*** Opening of DATA ***
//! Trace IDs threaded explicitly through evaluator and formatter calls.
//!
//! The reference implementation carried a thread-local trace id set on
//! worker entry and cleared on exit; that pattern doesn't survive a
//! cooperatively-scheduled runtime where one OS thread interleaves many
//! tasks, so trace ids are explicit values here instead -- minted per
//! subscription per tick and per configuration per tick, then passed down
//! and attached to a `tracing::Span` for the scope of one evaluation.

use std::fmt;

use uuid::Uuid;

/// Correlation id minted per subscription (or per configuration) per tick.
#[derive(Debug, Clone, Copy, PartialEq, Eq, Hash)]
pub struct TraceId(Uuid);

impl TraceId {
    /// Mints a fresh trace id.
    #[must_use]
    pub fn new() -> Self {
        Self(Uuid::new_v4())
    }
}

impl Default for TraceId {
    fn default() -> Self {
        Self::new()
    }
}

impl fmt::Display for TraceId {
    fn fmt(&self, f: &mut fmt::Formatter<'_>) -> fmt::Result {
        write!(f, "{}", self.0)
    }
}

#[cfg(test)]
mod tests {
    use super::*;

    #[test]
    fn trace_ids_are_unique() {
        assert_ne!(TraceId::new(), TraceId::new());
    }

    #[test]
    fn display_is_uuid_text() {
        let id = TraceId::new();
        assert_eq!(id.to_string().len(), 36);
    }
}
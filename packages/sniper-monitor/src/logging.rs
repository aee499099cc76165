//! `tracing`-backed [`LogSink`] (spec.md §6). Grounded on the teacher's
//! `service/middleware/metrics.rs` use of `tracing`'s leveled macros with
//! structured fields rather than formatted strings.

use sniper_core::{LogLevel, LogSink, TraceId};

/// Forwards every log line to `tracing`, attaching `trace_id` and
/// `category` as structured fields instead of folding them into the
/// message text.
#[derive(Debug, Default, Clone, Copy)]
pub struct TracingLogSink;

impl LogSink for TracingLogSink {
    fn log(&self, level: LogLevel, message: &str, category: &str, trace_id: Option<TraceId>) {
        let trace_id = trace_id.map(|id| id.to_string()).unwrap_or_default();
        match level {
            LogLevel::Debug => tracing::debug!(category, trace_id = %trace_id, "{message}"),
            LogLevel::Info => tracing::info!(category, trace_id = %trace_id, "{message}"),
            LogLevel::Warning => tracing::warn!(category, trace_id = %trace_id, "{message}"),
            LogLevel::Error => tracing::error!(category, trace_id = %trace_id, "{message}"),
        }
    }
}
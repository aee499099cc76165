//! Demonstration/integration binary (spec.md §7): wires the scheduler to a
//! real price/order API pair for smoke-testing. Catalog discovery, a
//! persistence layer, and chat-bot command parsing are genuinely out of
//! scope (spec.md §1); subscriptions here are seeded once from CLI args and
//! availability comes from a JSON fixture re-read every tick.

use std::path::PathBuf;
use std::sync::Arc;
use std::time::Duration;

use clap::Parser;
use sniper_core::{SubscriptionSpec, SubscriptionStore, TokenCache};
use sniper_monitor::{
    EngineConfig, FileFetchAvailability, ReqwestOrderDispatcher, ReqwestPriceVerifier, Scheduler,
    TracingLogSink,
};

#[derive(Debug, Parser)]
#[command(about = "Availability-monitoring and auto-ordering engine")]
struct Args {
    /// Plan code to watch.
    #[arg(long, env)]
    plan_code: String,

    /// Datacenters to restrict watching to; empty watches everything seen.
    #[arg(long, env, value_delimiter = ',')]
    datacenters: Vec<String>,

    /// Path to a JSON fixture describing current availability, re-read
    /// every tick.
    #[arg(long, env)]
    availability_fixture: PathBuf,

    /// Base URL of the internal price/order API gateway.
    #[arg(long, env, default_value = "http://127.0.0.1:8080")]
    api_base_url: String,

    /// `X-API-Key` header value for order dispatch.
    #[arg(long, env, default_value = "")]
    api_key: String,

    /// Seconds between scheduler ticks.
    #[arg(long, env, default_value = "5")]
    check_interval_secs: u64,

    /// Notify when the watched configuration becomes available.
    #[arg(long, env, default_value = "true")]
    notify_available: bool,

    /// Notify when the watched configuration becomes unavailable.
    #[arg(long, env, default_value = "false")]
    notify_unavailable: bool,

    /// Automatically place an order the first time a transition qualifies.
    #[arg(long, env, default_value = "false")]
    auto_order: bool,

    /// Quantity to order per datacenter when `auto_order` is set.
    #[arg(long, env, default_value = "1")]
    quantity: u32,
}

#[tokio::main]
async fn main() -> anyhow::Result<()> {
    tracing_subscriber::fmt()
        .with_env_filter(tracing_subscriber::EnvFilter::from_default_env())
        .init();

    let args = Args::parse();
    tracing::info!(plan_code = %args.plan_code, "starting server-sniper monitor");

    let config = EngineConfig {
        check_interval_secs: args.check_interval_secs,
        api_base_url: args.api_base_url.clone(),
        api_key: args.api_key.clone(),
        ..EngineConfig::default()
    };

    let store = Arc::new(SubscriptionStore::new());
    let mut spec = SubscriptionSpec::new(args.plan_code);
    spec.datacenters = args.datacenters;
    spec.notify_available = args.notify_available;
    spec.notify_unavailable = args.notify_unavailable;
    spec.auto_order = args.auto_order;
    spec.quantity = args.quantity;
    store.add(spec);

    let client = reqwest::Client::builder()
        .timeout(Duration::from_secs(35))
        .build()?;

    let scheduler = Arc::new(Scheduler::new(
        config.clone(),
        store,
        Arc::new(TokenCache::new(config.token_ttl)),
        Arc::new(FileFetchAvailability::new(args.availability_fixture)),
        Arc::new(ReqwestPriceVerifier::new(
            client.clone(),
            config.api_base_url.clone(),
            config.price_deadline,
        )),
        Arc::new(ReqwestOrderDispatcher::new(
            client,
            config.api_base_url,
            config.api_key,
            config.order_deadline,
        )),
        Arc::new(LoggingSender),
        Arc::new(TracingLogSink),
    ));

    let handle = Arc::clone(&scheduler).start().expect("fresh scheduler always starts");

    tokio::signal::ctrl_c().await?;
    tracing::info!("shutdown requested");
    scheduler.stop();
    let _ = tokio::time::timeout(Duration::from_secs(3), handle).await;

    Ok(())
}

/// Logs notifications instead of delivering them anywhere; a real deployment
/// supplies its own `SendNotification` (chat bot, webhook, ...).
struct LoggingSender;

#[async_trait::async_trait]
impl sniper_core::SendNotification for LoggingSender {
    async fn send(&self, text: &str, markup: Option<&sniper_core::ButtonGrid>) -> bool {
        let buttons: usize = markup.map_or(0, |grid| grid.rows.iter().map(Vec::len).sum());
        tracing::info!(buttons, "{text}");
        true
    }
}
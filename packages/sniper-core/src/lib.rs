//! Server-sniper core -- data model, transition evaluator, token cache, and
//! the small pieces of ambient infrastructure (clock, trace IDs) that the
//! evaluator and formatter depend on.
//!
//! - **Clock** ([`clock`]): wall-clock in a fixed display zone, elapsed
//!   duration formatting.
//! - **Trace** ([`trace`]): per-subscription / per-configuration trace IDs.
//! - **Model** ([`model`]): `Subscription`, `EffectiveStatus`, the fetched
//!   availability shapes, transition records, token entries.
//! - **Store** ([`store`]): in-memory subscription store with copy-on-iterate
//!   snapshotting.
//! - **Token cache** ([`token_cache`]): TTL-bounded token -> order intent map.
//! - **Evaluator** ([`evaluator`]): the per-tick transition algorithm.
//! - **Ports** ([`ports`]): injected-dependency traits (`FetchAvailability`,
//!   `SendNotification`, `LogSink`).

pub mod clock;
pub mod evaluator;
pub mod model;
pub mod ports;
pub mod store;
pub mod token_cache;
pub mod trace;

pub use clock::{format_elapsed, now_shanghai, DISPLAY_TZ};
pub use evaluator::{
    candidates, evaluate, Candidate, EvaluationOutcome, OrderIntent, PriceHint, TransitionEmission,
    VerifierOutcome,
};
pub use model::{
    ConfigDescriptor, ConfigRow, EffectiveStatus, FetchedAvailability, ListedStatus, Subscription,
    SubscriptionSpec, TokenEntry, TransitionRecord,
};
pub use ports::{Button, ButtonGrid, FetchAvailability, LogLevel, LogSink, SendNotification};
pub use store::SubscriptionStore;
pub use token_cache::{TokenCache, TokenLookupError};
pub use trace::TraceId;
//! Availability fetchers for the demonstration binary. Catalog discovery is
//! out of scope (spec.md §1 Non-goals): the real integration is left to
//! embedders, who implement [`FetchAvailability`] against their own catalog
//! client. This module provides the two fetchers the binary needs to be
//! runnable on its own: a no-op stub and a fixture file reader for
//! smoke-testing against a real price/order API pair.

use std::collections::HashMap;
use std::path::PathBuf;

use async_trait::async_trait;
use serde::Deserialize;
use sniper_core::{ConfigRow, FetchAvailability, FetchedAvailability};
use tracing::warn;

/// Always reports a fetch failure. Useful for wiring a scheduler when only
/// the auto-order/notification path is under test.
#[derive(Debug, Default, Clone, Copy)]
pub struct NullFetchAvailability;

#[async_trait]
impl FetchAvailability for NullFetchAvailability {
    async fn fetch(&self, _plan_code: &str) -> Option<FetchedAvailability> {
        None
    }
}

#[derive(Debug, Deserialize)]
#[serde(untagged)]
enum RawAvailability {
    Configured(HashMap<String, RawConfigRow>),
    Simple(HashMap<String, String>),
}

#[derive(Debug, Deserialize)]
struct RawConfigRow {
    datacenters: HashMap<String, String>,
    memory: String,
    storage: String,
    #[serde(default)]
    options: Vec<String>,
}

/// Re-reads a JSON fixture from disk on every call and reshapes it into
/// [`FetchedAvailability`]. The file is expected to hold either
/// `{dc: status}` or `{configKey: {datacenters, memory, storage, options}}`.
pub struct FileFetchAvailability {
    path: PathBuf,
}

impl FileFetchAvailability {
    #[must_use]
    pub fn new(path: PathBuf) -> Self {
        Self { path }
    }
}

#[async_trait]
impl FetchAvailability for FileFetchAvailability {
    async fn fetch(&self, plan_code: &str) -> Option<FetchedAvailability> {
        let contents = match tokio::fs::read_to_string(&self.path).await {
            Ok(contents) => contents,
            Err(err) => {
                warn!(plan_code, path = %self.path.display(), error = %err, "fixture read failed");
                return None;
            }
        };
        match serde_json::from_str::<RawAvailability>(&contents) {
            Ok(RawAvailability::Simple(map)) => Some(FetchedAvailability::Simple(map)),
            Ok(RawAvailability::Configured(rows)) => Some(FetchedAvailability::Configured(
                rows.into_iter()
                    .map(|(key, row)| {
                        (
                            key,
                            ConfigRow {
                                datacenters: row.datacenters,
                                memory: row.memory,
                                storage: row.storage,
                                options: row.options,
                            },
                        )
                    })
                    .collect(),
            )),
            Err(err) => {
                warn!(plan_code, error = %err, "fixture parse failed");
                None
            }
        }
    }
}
*** Close of DATA ***
When a line in the data contains "tokio", return it as written.

#[tokio::main]
    tokio::signal::ctrl_c().await?;
    let _ = tokio::time::timeout(Duration::from_secs(3), handle).await;
        let contents = match tokio::fs::read_to_string(&self.path).await {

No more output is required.